[Collected data entries]
────────────────────

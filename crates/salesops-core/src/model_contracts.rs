use crate::ContractError;
use chrono::{DateTime, Utc};
use serde::{Deserialize, Serialize};
use std::fmt;
use std::str::FromStr;

pub const DEFAULT_PROMOTION_THRESHOLD_PCT: f64 = 5.0;

#[derive(Debug, Clone, Copy, Serialize, Deserialize, PartialEq, Eq, Hash)]
#[serde(rename_all = "SCREAMING_SNAKE_CASE")]
pub enum ModelStatus {
    Candidate,
    Production,
    Archived,
}

impl ModelStatus {
    pub fn as_str(&self) -> &'static str {
        match self {
            ModelStatus::Candidate => "CANDIDATE",
            ModelStatus::Production => "PRODUCTION",
            ModelStatus::Archived => "ARCHIVED",
        }
    }

    /// Lifecycle is CANDIDATE -> PRODUCTION -> ARCHIVED, or CANDIDATE ->
    /// ARCHIVED when rejected. Nothing leaves ARCHIVED.
    pub fn can_transition_to(&self, target: ModelStatus) -> bool {
        matches!(
            (self, target),
            (ModelStatus::Candidate, ModelStatus::Production)
                | (ModelStatus::Candidate, ModelStatus::Archived)
                | (ModelStatus::Production, ModelStatus::Archived)
        )
    }
}

impl fmt::Display for ModelStatus {
    fn fmt(&self, f: &mut fmt::Formatter<'_>) -> fmt::Result {
        f.write_str(self.as_str())
    }
}

impl FromStr for ModelStatus {
    type Err = ContractError;

    fn from_str(input: &str) -> Result<Self, Self::Err> {
        match input.trim().to_uppercase().as_str() {
            "CANDIDATE" => Ok(ModelStatus::Candidate),
            "PRODUCTION" => Ok(ModelStatus::Production),
            "ARCHIVED" => Ok(ModelStatus::Archived),
            other => Err(ContractError::UnknownLabel {
                kind: "model status",
                value: other.to_string(),
            }),
        }
    }
}

#[derive(Debug, Clone, Copy, PartialEq, Serialize, Deserialize)]
pub struct ModelMetrics {
    pub mae: f64,
    pub rmse: f64,
    pub mape: f64,
}

impl ModelMetrics {
    pub fn validate(&self) -> Result<(), ContractError> {
        for (name, value) in [("mae", self.mae), ("rmse", self.rmse), ("mape", self.mape)] {
            if !value.is_finite() || value < 0.0 {
                return Err(ContractError::InvalidMetric { name, value });
            }
        }
        Ok(())
    }
}

/// What a trainer hands back after a successful fit.
#[derive(Debug, Clone, PartialEq, Serialize, Deserialize)]
pub struct TrainingOutcome {
    pub version: String,
    #[serde(default = "default_model_type")]
    pub model_type: String,
    pub mae: f64,
    pub rmse: f64,
    pub mape: f64,
    pub training_record_count: u64,
}

fn default_model_type() -> String {
    "external".to_string()
}

impl TrainingOutcome {
    pub fn metrics(&self) -> ModelMetrics {
        ModelMetrics {
            mae: self.mae,
            rmse: self.rmse,
            mape: self.mape,
        }
    }
}

#[derive(Debug, Clone, PartialEq, Serialize, Deserialize)]
pub struct ModelRecord {
    pub version: String,
    pub model_type: String,
    pub status: ModelStatus,
    pub metrics: ModelMetrics,
    pub training_record_count: u64,
    pub trained_at: DateTime<Utc>,
    #[serde(default, skip_serializing_if = "Option::is_none")]
    pub promoted_at: Option<DateTime<Utc>>,
    #[serde(default, skip_serializing_if = "Option::is_none")]
    pub notes: Option<String>,
}

impl ModelRecord {
    pub fn candidate(outcome: &TrainingOutcome, trained_at: DateTime<Utc>) -> Self {
        Self {
            version: outcome.version.clone(),
            model_type: outcome.model_type.clone(),
            status: ModelStatus::Candidate,
            metrics: outcome.metrics(),
            training_record_count: outcome.training_record_count,
            trained_at,
            promoted_at: None,
            notes: None,
        }
    }
}

#[derive(Debug, Clone, Copy, Serialize, Deserialize, PartialEq, Eq)]
#[serde(rename_all = "SCREAMING_SNAKE_CASE")]
pub enum ComparisonDecision {
    Promote,
    KeepCurrent,
    /// Nothing was pending; recorded so no-op evaluations stay visible.
    NoCandidate,
    /// Improvement could not be computed (production MAE of zero).
    Undefined,
}

impl ComparisonDecision {
    pub fn as_str(&self) -> &'static str {
        match self {
            ComparisonDecision::Promote => "PROMOTE",
            ComparisonDecision::KeepCurrent => "KEEP_CURRENT",
            ComparisonDecision::NoCandidate => "NO_CANDIDATE",
            ComparisonDecision::Undefined => "UNDEFINED",
        }
    }

    pub fn is_evaluated(&self) -> bool {
        matches!(
            self,
            ComparisonDecision::Promote | ComparisonDecision::KeepCurrent
        )
    }
}

impl fmt::Display for ComparisonDecision {
    fn fmt(&self, f: &mut fmt::Formatter<'_>) -> fmt::Result {
        f.write_str(self.as_str())
    }
}

impl FromStr for ComparisonDecision {
    type Err = ContractError;

    fn from_str(input: &str) -> Result<Self, Self::Err> {
        match input.trim().to_uppercase().as_str() {
            "PROMOTE" => Ok(ComparisonDecision::Promote),
            "KEEP_CURRENT" => Ok(ComparisonDecision::KeepCurrent),
            "NO_CANDIDATE" => Ok(ComparisonDecision::NoCandidate),
            "UNDEFINED" => Ok(ComparisonDecision::Undefined),
            other => Err(ContractError::UnknownLabel {
                kind: "comparison decision",
                value: other.to_string(),
            }),
        }
    }
}

#[derive(Debug, Clone, PartialEq, Serialize, Deserialize)]
pub struct ComparisonLogEntry {
    pub compared_at: DateTime<Utc>,
    pub production_version: Option<String>,
    pub candidate_version: Option<String>,
    pub production_mae: Option<f64>,
    pub candidate_mae: Option<f64>,
    pub improvement_pct: Option<f64>,
    pub decision: ComparisonDecision,
    pub reason: String,
}

/// Relative MAE improvement of the candidate over production, in percent.
/// Positive favours the candidate.
pub fn improvement_pct(production_mae: f64, candidate_mae: f64) -> Result<f64, ContractError> {
    if production_mae == 0.0 {
        return Err(ContractError::UndefinedImprovement);
    }
    Ok((production_mae - candidate_mae) * 100.0 / production_mae)
}

#[derive(Debug, Clone, PartialEq)]
pub struct PromotionVerdict {
    pub decision: ComparisonDecision,
    pub improvement_pct: Option<f64>,
    pub reason: String,
}

#[derive(Debug, Clone, Copy, PartialEq, Serialize, Deserialize)]
pub struct PromotionPolicy {
    pub min_improvement_pct: f64,
}

impl Default for PromotionPolicy {
    fn default() -> Self {
        Self {
            min_improvement_pct: DEFAULT_PROMOTION_THRESHOLD_PCT,
        }
    }
}

impl PromotionPolicy {
    pub fn new(min_improvement_pct: f64) -> Result<Self, ContractError> {
        if !min_improvement_pct.is_finite() || min_improvement_pct < 0.0 {
            return Err(ContractError::InvalidPolicy(format!(
                "promotion threshold must be finite and >= 0, got {min_improvement_pct}"
            )));
        }
        Ok(Self {
            min_improvement_pct,
        })
    }

    pub fn judge(
        &self,
        production: Option<&ModelMetrics>,
        candidate: &ModelMetrics,
    ) -> Result<PromotionVerdict, ContractError> {
        let Some(production) = production else {
            return Ok(PromotionVerdict {
                decision: ComparisonDecision::Promote,
                improvement_pct: None,
                reason: "first model".to_string(),
            });
        };

        let improvement = improvement_pct(production.mae, candidate.mae)?;
        let verdict = if improvement >= self.min_improvement_pct {
            PromotionVerdict {
                decision: ComparisonDecision::Promote,
                improvement_pct: Some(improvement),
                reason: format!(
                    "candidate improves MAE by {improvement:.2}% (threshold {:.2}%)",
                    self.min_improvement_pct
                ),
            }
        } else if improvement >= 0.0 {
            PromotionVerdict {
                decision: ComparisonDecision::KeepCurrent,
                improvement_pct: Some(improvement),
                reason: format!(
                    "improvement {improvement:.2}% below threshold {:.2}%",
                    self.min_improvement_pct
                ),
            }
        } else {
            PromotionVerdict {
                decision: ComparisonDecision::KeepCurrent,
                improvement_pct: Some(improvement),
                reason: format!(
                    "regression: candidate MAE {:.2} worse than production MAE {:.2} ({improvement:.2}%)",
                    candidate.mae, production.mae
                ),
            }
        };

        Ok(verdict)
    }
}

────────────────────

Copy each line in the data that holds the word "value".

                value: other.to_string(),
        for (name, value) in [("mae", self.mae), ("rmse", self.rmse), ("mape", self.mape)] {
            if !value.is_finite() || value < 0.0 {
                return Err(ContractError::InvalidMetric { name, value });
                value: other.to_string(),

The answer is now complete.